Entries taken from a collection:
********
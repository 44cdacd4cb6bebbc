//! Text rendering of notifications and progress

use kinderxp::config::Config;
use kinderxp::{GamificationEvent, Language};

/// One line describing an event
pub fn describe(event: &GamificationEvent, lang: Language) -> String {
    match event {
        GamificationEvent::XpAwarded { amount, reason } => format!("+{} XP ({})", amount, reason),
        GamificationEvent::LevelUp(up) => format!(
            "🎉 Level up! {} → {} \"{}\"",
            up.old_level,
            up.new_level,
            up.title(lang)
        ),
        GamificationEvent::BadgeUnlocked(badge) if badge.xp_reward == 0 => format!(
            "{} Badge unlocked: {}",
            badge.icon,
            badge.display_name(lang)
        ),
        GamificationEvent::BadgeUnlocked(badge) => format!(
            "{} Badge unlocked: {} (+{} XP)",
            badge.icon,
            badge.display_name(lang),
            badge.xp_reward
        ),
        GamificationEvent::DailyRewardGranted { streak_day, amount } => {
            format!("🎁 Daily reward (day {}): +{} XP", streak_day, amount)
        }
        GamificationEvent::StreakExtended { days } => format!("🔥 {}-day streak", days),
    }
}

/// Print events with their auto-dismiss time
pub fn print_events(events: &[GamificationEvent], config: &Config) {
    let lang = config.display.language;
    for event in events {
        if event.is_celebration() {
            let shown_for = config.notifications.display_for(event.kind());
            println!("  {}  [{}s]", describe(event, lang), shown_for.as_secs());
        } else {
            println!("    {}", describe(event, lang));
        }
    }
}

/// Fixed-width text progress bar for a 0-100 percentage
pub fn progress_bar(percentage: f32, width: usize) -> String {
    let filled = ((percentage.clamp(0.0, 100.0) / 100.0) * width as f32).round() as usize;
    format!(
        "[{}{}]",
        "#".repeat(filled.min(width)),
        "-".repeat(width - filled.min(width))
    )
}

#[cfg(test)]
mod tests {
    use super::*;
    use kinderxp::progress::{Badge, LevelUp};

    #[test]
    fn test_progress_bar() {
        assert_eq!(progress_bar(0.0, 10), "[----------]");
        assert_eq!(progress_bar(50.0, 10), "[#####-----]");
        assert_eq!(progress_bar(100.0, 4), "[####]");
        assert_eq!(progress_bar(250.0, 4), "[####]");
    }

    #[test]
    fn test_describe_level_up() {
        let event = GamificationEvent::LevelUp(LevelUp {
            old_level: 1,
            new_level: 2,
        });
        assert_eq!(describe(&event, Language::En), "🎉 Level up! 1 → 2 \"Sprout\"");
    }

    #[test]
    fn test_describe_badge_localized() {
        let badge = Badge::find("perfect_score").unwrap();
        let text = describe(&GamificationEvent::BadgeUnlocked(badge), Language::En);
        assert!(text.contains("+20 XP"));

        let badge = Badge::find("first_game").unwrap();
        let text = describe(&GamificationEvent::BadgeUnlocked(badge), Language::Ru);
        assert!(text.contains("Первая игра"));
        assert!(!text.contains("XP"));
    }
}
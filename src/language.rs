//! Display languages supported by the play corner

use serde::{Deserialize, Serialize};

/// Language used for badge names and level titles
#[derive(Debug, Clone, Copy, PartialEq, Eq, Hash, Default, Serialize, Deserialize)]
#[serde(rename_all = "lowercase")]
pub enum Language {
    #[default]
    En,
    Ru,
    Uz,
}

impl Language {
    pub fn as_str(&self) -> &'static str {
        match self {
            Self::En => "en",
            Self::Ru => "ru",
            Self::Uz => "uz",
        }
    }

    pub fn from_str(s: &str) -> Option<Self> {
        match s.to_ascii_lowercase().as_str() {
            "en" => Some(Self::En),
            "ru" => Some(Self::Ru),
            "uz" => Some(Self::Uz),
            _ => None,
        }
    }

    pub fn all() -> &'static [Language] {
        &[Self::En, Self::Ru, Self::Uz]
    }
}

/// A static string with one translation per supported language
#[derive(Debug, Clone, Copy, PartialEq, Eq)]
pub struct Localized {
    pub en: &'static str,
    pub ru: &'static str,
    pub uz: &'static str,
}

impl Localized {
    pub fn get(&self, lang: Language) -> &'static str {
        match lang {
            Language::En => self.en,
            Language::Ru => self.ru,
            Language::Uz => self.uz,
        }
    }
}
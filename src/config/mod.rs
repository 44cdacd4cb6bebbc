//! Configuration loading and management

mod io;
mod settings;

pub use settings::{DisplaySettings, NotificationSettings, StorageSettings};

use std::path::PathBuf;

use serde::{Deserialize, Serialize};

/// Main configuration structure (`~/.kinderxp/config.toml`)
#[derive(Debug, Clone, Default, Serialize, Deserialize)]
pub struct Config {
    /// Progress storage
    #[serde(default)]
    pub storage: StorageSettings,

    /// Language and other display options
    #[serde(default)]
    pub display: DisplaySettings,

    /// Notification auto-dismiss durations
    #[serde(default)]
    pub notifications: NotificationSettings,
}

impl Config {
    /// Directory holding progress records
    pub fn data_dir(&self) -> PathBuf {
        self.storage
            .data_dir
            .clone()
            .unwrap_or_else(Self::global_config_dir)
    }
}
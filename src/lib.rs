//! kinderxp - play corner gamification engine
//!
//! Children earn XP by finishing mini-games and reading stories, level up,
//! collect badges, keep visit streaks going and claim a daily reward.
//!
//! ## Pieces
//!
//! 1. **progress**: the rules (levels, badges, streaks, rewards), the pure
//!    transition function and the [`GamificationEngine`] that owns a session.
//!
//! 2. **store**: where the single progress record lives (JSON file, SQLite
//!    or memory).
//!
//! 3. **config**: `~/.kinderxp/config.toml`.

pub mod config;
mod fs_util;
pub mod language;
pub mod progress;
pub mod store;

pub use language::Language;
pub use progress::{
    DailyRewardClaim, GamificationEngine, GamificationEvent, LevelProgress, PlayerProgress,
};
pub use store::{ProgressStore, StoreError};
********
● Task description
The task calls for all lines in the entries that hold "Copy".

● Answer section
#[derive(Debug, Clone, Copy, PartialEq, Eq, Hash, Default, Serialize, Deserialize)]
#[derive(Debug, Clone, Copy, PartialEq, Eq)]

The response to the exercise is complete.